-- Extracted material --
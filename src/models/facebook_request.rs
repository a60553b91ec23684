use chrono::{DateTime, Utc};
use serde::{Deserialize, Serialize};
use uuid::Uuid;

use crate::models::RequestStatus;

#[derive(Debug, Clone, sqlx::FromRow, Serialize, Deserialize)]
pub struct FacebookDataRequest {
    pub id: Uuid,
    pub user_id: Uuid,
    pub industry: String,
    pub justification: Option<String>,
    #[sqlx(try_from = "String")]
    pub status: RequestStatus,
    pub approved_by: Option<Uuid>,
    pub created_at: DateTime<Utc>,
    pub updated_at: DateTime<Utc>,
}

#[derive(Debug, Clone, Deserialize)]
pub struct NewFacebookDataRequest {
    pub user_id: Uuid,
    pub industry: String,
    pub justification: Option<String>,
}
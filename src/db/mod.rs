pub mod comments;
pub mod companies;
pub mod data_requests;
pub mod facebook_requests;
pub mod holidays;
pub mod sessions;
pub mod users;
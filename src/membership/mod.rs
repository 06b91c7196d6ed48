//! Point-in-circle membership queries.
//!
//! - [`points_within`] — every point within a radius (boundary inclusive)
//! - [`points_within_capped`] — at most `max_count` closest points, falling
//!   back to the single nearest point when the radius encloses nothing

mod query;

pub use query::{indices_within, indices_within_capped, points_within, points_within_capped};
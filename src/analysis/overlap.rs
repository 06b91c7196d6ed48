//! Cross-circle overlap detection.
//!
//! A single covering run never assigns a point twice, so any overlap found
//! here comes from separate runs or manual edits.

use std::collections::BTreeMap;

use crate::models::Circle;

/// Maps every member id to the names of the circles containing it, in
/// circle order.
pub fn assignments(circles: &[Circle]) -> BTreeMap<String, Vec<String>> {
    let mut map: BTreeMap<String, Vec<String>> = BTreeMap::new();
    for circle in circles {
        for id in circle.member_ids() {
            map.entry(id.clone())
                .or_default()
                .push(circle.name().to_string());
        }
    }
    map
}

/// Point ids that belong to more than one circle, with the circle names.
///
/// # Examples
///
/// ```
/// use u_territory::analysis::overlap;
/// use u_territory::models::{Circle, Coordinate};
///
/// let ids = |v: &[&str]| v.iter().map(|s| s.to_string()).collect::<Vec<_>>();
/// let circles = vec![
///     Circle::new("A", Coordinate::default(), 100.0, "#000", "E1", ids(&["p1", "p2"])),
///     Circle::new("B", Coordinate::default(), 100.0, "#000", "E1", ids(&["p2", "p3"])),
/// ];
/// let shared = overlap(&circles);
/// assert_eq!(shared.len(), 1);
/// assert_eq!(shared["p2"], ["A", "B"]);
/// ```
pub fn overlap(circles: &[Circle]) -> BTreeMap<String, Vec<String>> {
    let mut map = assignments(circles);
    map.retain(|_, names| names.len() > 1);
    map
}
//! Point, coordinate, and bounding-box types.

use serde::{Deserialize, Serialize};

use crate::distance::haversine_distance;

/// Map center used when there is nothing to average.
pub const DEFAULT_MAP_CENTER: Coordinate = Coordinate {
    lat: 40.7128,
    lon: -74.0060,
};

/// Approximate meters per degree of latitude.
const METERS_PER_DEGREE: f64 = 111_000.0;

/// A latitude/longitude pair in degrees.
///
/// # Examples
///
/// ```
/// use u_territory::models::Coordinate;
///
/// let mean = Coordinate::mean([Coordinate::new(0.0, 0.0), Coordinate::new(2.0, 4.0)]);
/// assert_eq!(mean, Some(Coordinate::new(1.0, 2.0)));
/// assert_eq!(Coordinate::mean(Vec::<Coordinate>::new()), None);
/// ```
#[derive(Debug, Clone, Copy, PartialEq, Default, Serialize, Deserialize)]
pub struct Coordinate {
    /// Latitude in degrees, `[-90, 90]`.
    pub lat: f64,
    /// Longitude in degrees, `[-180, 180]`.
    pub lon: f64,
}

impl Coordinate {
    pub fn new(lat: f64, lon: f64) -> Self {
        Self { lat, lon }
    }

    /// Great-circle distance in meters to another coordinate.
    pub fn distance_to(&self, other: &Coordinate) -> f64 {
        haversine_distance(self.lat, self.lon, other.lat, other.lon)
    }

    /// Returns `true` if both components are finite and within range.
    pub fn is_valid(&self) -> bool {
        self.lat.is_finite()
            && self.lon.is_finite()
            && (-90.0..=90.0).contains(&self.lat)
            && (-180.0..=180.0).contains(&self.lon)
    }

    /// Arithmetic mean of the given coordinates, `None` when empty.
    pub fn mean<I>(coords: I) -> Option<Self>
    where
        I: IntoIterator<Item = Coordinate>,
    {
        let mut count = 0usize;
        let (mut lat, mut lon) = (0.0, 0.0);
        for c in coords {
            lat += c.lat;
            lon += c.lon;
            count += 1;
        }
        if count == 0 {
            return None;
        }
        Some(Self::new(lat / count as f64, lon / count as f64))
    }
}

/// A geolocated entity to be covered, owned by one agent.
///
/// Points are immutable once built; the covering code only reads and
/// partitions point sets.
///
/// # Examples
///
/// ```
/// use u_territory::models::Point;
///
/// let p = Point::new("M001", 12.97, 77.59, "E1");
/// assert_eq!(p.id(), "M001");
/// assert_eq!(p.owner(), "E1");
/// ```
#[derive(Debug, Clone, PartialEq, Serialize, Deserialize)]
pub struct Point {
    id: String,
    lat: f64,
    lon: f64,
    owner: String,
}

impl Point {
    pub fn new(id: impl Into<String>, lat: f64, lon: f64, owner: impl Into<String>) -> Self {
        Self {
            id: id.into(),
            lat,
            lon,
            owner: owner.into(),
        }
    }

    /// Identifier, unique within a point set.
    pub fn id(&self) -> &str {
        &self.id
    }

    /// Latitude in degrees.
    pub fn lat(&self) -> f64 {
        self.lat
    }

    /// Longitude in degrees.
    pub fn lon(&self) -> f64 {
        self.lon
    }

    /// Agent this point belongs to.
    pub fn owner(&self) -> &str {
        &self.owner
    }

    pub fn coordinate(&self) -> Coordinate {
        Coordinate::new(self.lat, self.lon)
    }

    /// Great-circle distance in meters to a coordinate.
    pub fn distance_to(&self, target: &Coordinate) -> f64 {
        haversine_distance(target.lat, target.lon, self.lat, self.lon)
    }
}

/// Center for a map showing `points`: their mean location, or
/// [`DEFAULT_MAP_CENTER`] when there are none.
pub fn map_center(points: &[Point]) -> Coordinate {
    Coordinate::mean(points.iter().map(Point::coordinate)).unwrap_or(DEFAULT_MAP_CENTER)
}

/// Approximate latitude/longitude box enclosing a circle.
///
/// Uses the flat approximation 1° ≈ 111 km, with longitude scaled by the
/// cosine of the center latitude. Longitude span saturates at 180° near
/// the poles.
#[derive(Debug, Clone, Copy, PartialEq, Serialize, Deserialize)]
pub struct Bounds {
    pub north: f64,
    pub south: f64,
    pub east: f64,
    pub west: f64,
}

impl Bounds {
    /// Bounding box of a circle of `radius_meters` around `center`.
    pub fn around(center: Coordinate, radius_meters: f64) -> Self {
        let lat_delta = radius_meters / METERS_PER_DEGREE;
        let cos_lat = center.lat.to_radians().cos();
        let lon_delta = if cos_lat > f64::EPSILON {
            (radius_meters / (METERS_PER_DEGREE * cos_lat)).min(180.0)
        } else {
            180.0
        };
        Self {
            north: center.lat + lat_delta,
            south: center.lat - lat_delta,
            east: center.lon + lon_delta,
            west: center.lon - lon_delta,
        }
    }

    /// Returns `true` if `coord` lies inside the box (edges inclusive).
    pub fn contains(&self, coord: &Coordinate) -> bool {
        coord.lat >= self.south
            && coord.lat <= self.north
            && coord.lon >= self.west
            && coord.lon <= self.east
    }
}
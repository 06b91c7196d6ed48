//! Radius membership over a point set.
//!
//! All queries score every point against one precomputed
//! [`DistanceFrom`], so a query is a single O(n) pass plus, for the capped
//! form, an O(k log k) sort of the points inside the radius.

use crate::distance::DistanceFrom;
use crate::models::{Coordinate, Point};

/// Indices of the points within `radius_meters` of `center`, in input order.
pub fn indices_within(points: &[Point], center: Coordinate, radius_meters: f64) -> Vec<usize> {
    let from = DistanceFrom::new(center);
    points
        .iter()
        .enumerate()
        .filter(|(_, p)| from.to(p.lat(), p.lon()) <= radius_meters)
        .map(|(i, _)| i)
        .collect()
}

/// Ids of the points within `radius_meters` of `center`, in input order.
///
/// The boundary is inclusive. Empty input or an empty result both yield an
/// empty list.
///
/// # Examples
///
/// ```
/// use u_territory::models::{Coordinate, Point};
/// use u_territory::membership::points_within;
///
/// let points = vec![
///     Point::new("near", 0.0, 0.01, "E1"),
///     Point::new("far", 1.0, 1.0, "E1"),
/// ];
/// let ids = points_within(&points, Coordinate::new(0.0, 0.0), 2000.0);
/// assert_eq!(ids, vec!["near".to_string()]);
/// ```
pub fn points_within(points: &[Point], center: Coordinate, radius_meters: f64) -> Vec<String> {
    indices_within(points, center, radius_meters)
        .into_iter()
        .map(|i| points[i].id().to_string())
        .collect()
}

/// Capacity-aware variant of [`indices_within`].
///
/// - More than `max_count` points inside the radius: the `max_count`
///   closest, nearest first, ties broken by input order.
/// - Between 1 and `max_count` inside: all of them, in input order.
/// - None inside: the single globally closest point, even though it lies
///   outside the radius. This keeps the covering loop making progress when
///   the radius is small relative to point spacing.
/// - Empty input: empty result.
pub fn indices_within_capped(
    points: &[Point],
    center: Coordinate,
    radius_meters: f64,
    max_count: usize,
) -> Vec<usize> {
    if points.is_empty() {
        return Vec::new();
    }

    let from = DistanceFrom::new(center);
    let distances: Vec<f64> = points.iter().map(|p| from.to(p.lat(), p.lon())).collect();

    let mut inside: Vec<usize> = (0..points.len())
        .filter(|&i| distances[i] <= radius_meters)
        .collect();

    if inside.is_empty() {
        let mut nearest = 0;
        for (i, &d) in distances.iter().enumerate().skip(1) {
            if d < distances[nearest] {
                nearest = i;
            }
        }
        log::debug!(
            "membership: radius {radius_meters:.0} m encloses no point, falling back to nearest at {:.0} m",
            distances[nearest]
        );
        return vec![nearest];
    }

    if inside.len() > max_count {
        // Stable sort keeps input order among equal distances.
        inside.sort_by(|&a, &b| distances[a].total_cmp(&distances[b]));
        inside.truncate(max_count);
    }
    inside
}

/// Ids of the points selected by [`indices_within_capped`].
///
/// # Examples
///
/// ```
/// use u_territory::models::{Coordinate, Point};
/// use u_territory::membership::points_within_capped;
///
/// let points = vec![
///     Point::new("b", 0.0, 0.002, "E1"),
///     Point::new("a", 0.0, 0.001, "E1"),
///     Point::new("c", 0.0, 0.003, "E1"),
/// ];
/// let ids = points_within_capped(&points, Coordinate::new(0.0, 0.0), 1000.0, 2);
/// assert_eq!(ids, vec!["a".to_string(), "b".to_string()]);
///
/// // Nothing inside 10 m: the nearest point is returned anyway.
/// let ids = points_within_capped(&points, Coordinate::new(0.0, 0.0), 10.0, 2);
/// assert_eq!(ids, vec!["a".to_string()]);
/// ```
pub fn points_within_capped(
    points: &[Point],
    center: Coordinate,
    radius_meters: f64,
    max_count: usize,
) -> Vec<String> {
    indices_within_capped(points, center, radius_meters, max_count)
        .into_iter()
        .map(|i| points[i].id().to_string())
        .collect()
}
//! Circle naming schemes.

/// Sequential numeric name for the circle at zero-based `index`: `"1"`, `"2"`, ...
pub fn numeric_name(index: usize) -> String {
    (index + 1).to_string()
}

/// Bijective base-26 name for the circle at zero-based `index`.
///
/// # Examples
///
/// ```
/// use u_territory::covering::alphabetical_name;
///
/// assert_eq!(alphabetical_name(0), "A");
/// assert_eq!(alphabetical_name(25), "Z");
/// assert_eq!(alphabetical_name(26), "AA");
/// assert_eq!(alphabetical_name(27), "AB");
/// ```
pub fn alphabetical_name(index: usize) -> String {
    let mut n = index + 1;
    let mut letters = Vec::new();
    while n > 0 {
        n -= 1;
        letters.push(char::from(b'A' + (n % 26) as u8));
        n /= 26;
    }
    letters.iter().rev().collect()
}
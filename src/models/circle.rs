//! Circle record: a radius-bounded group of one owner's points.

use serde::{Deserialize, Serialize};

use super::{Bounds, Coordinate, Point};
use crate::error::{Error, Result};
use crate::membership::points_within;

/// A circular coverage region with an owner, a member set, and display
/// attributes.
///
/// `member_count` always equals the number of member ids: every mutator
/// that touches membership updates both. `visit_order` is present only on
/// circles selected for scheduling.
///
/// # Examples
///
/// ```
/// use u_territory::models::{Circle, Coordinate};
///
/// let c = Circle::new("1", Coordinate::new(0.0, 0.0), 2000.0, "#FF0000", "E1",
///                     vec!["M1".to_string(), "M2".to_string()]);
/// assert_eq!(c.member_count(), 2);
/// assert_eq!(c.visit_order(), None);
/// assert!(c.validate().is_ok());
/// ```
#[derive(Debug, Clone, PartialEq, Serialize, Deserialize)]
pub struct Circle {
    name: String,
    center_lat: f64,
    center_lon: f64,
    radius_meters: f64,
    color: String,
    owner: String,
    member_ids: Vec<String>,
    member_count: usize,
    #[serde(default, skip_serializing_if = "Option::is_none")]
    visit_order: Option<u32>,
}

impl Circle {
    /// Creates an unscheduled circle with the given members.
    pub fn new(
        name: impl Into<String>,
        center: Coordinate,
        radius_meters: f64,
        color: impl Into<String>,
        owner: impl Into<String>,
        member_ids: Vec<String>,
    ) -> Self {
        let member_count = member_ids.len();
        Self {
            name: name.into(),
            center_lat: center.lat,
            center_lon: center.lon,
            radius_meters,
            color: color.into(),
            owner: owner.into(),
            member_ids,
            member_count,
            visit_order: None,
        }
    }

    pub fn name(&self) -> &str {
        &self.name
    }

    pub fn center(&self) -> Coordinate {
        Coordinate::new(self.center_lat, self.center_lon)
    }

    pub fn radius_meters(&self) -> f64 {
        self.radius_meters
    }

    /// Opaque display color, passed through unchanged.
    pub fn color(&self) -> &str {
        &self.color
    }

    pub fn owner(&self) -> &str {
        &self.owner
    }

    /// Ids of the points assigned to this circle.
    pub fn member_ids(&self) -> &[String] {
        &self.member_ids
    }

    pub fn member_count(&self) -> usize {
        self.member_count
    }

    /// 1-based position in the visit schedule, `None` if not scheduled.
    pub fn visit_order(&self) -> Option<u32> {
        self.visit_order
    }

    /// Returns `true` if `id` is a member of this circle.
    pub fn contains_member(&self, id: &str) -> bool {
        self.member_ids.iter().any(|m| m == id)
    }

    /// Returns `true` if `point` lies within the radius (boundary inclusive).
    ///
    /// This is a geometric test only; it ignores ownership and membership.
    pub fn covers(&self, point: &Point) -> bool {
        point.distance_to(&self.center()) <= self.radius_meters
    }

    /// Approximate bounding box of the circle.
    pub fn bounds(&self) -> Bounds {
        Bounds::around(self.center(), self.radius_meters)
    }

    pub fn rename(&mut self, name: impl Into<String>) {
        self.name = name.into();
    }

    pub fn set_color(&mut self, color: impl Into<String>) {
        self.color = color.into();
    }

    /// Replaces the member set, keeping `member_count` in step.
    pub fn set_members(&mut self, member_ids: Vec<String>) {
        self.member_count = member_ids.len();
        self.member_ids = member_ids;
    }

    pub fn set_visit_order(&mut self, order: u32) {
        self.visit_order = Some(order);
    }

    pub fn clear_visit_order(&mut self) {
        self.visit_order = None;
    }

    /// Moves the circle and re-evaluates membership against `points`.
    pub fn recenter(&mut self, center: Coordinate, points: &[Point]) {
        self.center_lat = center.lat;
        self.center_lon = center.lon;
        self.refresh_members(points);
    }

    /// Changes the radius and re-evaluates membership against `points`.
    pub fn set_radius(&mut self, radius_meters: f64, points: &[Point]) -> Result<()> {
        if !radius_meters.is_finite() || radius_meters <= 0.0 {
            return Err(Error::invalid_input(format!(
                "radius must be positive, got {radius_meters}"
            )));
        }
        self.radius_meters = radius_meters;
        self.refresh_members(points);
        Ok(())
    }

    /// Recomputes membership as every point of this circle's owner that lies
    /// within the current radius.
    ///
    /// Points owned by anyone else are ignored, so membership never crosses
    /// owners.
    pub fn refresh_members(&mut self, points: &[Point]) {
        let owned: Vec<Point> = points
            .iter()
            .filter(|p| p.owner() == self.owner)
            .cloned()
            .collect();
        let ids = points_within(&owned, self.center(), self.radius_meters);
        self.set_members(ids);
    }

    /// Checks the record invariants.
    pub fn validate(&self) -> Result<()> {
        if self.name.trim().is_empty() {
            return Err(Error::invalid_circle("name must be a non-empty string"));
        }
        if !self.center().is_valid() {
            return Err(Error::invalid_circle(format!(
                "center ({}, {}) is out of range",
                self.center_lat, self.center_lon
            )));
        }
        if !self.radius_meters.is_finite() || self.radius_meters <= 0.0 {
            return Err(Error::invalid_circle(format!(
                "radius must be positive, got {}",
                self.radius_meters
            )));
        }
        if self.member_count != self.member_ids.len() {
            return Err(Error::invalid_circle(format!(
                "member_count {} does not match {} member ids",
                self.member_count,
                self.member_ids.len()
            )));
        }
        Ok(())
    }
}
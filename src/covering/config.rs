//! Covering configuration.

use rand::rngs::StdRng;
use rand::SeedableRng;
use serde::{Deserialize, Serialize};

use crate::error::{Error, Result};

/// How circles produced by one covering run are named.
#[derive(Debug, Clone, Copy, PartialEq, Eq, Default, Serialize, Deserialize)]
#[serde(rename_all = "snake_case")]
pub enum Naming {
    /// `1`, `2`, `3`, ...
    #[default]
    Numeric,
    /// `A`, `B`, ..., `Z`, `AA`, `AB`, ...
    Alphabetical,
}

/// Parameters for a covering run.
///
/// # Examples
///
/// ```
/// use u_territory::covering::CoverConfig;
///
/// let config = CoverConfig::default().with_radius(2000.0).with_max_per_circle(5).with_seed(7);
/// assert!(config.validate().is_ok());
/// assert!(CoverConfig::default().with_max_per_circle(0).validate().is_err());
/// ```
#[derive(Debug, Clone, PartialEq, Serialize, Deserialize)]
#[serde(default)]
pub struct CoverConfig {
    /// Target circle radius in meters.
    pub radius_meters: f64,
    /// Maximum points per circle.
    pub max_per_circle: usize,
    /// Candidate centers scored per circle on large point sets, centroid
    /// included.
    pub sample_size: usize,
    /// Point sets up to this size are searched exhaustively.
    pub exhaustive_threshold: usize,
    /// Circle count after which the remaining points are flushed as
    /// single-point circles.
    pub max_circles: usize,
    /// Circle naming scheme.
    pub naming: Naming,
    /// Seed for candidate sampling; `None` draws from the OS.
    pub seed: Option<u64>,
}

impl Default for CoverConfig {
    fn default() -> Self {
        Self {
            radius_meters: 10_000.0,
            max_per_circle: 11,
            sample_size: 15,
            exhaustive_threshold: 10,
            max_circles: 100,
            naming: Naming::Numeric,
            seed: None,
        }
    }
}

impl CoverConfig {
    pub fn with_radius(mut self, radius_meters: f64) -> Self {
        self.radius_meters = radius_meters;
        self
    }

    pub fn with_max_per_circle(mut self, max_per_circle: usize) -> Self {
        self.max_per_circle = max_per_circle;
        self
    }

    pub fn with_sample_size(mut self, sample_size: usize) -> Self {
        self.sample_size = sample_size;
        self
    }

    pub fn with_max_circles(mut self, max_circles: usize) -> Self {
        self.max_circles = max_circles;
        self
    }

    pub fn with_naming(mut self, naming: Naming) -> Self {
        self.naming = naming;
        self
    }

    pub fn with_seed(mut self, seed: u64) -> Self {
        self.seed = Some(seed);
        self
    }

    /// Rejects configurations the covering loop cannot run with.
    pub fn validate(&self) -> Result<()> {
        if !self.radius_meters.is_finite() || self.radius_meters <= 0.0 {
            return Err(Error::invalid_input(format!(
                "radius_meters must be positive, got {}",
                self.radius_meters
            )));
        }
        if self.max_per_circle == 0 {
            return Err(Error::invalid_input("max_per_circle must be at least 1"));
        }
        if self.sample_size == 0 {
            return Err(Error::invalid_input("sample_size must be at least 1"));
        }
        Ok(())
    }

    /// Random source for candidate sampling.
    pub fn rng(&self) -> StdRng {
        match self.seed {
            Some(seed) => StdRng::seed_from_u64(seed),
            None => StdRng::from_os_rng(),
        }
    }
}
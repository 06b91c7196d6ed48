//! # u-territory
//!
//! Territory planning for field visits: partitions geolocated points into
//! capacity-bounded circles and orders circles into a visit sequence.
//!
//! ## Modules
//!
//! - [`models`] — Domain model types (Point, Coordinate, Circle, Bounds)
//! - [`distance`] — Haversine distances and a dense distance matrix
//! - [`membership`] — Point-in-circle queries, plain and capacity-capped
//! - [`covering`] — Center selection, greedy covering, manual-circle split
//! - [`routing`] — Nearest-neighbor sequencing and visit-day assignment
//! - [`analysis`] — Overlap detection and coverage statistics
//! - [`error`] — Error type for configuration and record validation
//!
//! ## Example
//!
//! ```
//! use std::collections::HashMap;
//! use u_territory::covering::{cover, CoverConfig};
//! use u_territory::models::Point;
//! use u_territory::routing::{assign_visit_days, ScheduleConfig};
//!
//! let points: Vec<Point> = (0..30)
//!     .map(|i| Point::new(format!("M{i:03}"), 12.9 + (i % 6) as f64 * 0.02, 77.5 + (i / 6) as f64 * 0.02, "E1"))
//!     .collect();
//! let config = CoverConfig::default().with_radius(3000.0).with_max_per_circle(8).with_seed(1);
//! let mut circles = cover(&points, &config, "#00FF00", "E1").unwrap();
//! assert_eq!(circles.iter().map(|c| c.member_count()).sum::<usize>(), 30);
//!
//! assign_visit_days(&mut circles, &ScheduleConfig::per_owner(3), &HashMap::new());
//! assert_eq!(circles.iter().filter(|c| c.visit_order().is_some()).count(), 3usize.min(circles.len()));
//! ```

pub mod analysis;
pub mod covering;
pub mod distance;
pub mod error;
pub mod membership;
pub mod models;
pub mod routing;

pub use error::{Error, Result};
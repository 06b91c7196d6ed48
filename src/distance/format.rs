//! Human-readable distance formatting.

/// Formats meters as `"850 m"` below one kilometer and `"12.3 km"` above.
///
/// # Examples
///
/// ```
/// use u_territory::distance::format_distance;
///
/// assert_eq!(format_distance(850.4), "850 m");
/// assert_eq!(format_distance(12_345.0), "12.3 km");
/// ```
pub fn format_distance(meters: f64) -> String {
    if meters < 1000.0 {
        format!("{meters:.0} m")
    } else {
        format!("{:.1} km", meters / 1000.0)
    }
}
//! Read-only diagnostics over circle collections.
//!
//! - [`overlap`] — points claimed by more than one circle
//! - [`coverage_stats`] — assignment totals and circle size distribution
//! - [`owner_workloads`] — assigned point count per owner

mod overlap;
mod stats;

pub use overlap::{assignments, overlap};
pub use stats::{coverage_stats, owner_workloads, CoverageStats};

-- Work request --
Beginning at the top of the entries above, output each line exactly, and end with the line in which "use crate::models::Circle;" appears.

-- Result --
filename src/models/facebook_request.rs
repository a60553b91ec23684
use chrono::{DateTime, Utc};
use serde::{Deserialize, Serialize};
use uuid::Uuid;

use crate::models::RequestStatus;

#[derive(Debug, Clone, sqlx::FromRow, Serialize, Deserialize)]
pub struct FacebookDataRequest {
    pub id: Uuid,
    pub user_id: Uuid,
    pub industry: String,
    pub justification: Option<String>,
    #[sqlx(try_from = "String")]
    pub status: RequestStatus,
    pub approved_by: Option<Uuid>,
    pub created_at: DateTime<Utc>,
    pub updated_at: DateTime<Utc>,
}

#[derive(Debug, Clone, Deserialize)]
pub struct NewFacebookDataRequest {
    pub user_id: Uuid,
    pub industry: String,
    pub justification: Option<String>,
}
filename src/db/mod.rs
pub mod comments;
pub mod companies;
pub mod data_requests;
pub mod facebook_requests;
pub mod holidays;
pub mod sessions;
pub mod users;
filename src/membership/mod.rs
repository 06b91c7196d6ed48
//! Point-in-circle membership queries.
//!
//! - [`points_within`] — every point within a radius (boundary inclusive)
//! - [`points_within_capped`] — at most `max_count` closest points, falling
//!   back to the single nearest point when the radius encloses nothing

mod query;

pub use query::{indices_within, indices_within_capped, points_within, points_within_capped};
filename src/analysis/overlap.rs
repository 06b91c7196d6ed48
//! Cross-circle overlap detection.
//!
//! A single covering run never assigns a point twice, so any overlap found
//! here comes from separate runs or manual edits.

use std::collections::BTreeMap;

use crate::models::Circle;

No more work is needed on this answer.